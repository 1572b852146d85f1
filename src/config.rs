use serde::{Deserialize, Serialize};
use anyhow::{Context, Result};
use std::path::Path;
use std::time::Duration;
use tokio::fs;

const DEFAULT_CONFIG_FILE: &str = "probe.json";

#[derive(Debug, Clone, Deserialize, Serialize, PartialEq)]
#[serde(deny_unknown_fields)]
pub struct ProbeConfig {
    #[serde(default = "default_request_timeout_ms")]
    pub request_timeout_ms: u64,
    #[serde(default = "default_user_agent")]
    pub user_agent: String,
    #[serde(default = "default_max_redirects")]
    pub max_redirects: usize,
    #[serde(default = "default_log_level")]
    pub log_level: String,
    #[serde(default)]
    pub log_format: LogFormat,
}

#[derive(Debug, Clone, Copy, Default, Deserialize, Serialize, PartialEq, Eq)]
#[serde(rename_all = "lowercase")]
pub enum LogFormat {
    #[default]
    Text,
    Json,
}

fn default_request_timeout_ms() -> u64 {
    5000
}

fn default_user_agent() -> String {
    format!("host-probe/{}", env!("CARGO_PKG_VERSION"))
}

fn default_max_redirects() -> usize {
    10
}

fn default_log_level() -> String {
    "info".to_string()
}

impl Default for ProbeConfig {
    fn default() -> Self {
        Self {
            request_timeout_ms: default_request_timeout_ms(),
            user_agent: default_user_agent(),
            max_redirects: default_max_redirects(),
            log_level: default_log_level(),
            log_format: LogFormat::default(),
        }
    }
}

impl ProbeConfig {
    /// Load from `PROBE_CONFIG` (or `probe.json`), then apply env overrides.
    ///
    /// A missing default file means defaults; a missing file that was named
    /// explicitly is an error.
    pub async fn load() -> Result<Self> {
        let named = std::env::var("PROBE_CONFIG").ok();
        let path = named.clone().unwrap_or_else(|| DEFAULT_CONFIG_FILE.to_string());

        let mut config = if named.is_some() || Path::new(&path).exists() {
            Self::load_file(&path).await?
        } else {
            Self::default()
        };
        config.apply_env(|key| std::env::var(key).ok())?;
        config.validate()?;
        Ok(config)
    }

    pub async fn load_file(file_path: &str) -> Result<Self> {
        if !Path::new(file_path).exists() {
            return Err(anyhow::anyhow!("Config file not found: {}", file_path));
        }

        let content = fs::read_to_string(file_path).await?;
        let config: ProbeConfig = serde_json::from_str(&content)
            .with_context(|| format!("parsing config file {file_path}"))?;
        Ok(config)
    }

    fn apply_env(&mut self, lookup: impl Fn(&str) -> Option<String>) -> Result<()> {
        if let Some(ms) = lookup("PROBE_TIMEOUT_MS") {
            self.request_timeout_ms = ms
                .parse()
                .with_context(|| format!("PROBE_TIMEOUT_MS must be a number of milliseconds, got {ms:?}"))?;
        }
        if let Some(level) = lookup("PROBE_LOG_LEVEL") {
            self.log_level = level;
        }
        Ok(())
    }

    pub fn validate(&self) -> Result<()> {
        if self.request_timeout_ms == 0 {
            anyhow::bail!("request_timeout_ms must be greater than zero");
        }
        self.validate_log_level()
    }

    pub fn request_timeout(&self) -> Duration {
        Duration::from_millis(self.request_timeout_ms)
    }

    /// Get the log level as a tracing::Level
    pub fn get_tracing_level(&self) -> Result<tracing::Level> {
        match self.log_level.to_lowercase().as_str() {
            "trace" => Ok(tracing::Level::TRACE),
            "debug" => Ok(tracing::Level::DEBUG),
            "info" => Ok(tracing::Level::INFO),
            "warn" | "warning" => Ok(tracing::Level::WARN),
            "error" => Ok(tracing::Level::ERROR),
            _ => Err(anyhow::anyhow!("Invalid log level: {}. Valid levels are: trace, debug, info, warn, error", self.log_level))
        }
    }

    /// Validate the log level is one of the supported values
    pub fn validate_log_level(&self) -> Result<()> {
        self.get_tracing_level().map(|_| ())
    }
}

YOUR ASSIGNMENT: All the lines above are to be copied exactly, with none left out.

WRITTEN ANSWER:
repository 1572b852146d85f1
filename src/config.rs
use serde::{Deserialize, Serialize};
use anyhow::{Context, Result};
use std::path::Path;
use std::time::Duration;
use tokio::fs;

const DEFAULT_CONFIG_FILE: &str = "probe.json";

#[derive(Debug, Clone, Deserialize, Serialize, PartialEq)]
#[serde(deny_unknown_fields)]
pub struct ProbeConfig {
    #[serde(default = "default_request_timeout_ms")]
    pub request_timeout_ms: u64,
    #[serde(default = "default_user_agent")]
    pub user_agent: String,
    #[serde(default = "default_max_redirects")]
    pub max_redirects: usize,
    #[serde(default = "default_log_level")]
    pub log_level: String,
    #[serde(default)]
    pub log_format: LogFormat,
}

#[derive(Debug, Clone, Copy, Default, Deserialize, Serialize, PartialEq, Eq)]
#[serde(rename_all = "lowercase")]
pub enum LogFormat {
    #[default]
    Text,
    Json,
}

fn default_request_timeout_ms() -> u64 {
    5000
}

fn default_user_agent() -> String {
    format!("host-probe/{}", env!("CARGO_PKG_VERSION"))
}

fn default_max_redirects() -> usize {
    10
}

fn default_log_level() -> String {
    "info".to_string()
}

impl Default for ProbeConfig {
    fn default() -> Self {
        Self {
            request_timeout_ms: default_request_timeout_ms(),
            user_agent: default_user_agent(),
            max_redirects: default_max_redirects(),
            log_level: default_log_level(),
            log_format: LogFormat::default(),
        }
    }
}

impl ProbeConfig {
    /// Load from `PROBE_CONFIG` (or `probe.json`), then apply env overrides.
    ///
    /// A missing default file means defaults; a missing file that was named
    /// explicitly is an error.
    pub async fn load() -> Result<Self> {
        let named = std::env::var("PROBE_CONFIG").ok();
        let path = named.clone().unwrap_or_else(|| DEFAULT_CONFIG_FILE.to_string());

        let mut config = if named.is_some() || Path::new(&path).exists() {
            Self::load_file(&path).await?
        } else {
            Self::default()
        };
        config.apply_env(|key| std::env::var(key).ok())?;
        config.validate()?;
        Ok(config)
    }

    pub async fn load_file(file_path: &str) -> Result<Self> {
        if !Path::new(file_path).exists() {
            return Err(anyhow::anyhow!("Config file not found: {}", file_path));
        }

        let content = fs::read_to_string(file_path).await?;
        let config: ProbeConfig = serde_json::from_str(&content)
            .with_context(|| format!("parsing config file {file_path}"))?;
        Ok(config)
    }

    fn apply_env(&mut self, lookup: impl Fn(&str) -> Option<String>) -> Result<()> {
        if let Some(ms) = lookup("PROBE_TIMEOUT_MS") {
            self.request_timeout_ms = ms
                .parse()
                .with_context(|| format!("PROBE_TIMEOUT_MS must be a number of milliseconds, got {ms:?}"))?;
        }
        if let Some(level) = lookup("PROBE_LOG_LEVEL") {
            self.log_level = level;
        }
        Ok(())
    }

    pub fn validate(&self) -> Result<()> {
        if self.request_timeout_ms == 0 {
            anyhow::bail!("request_timeout_ms must be greater than zero");
        }
        self.validate_log_level()
    }

    pub fn request_timeout(&self) -> Duration {
        Duration::from_millis(self.request_timeout_ms)
    }

    /// Get the log level as a tracing::Level
    pub fn get_tracing_level(&self) -> Result<tracing::Level> {
        match self.log_level.to_lowercase().as_str() {
            "trace" => Ok(tracing::Level::TRACE),
            "debug" => Ok(tracing::Level::DEBUG),
            "info" => Ok(tracing::Level::INFO),
            "warn" | "warning" => Ok(tracing::Level::WARN),
            "error" => Ok(tracing::Level::ERROR),
            _ => Err(anyhow::anyhow!("Invalid log level: {}. Valid levels are: trace, debug, info, warn, error", self.log_level))
        }
    }

    /// Validate the log level is one of the supported values
    pub fn validate_log_level(&self) -> Result<()> {
        self.get_tracing_level().map(|_| ())
    }
}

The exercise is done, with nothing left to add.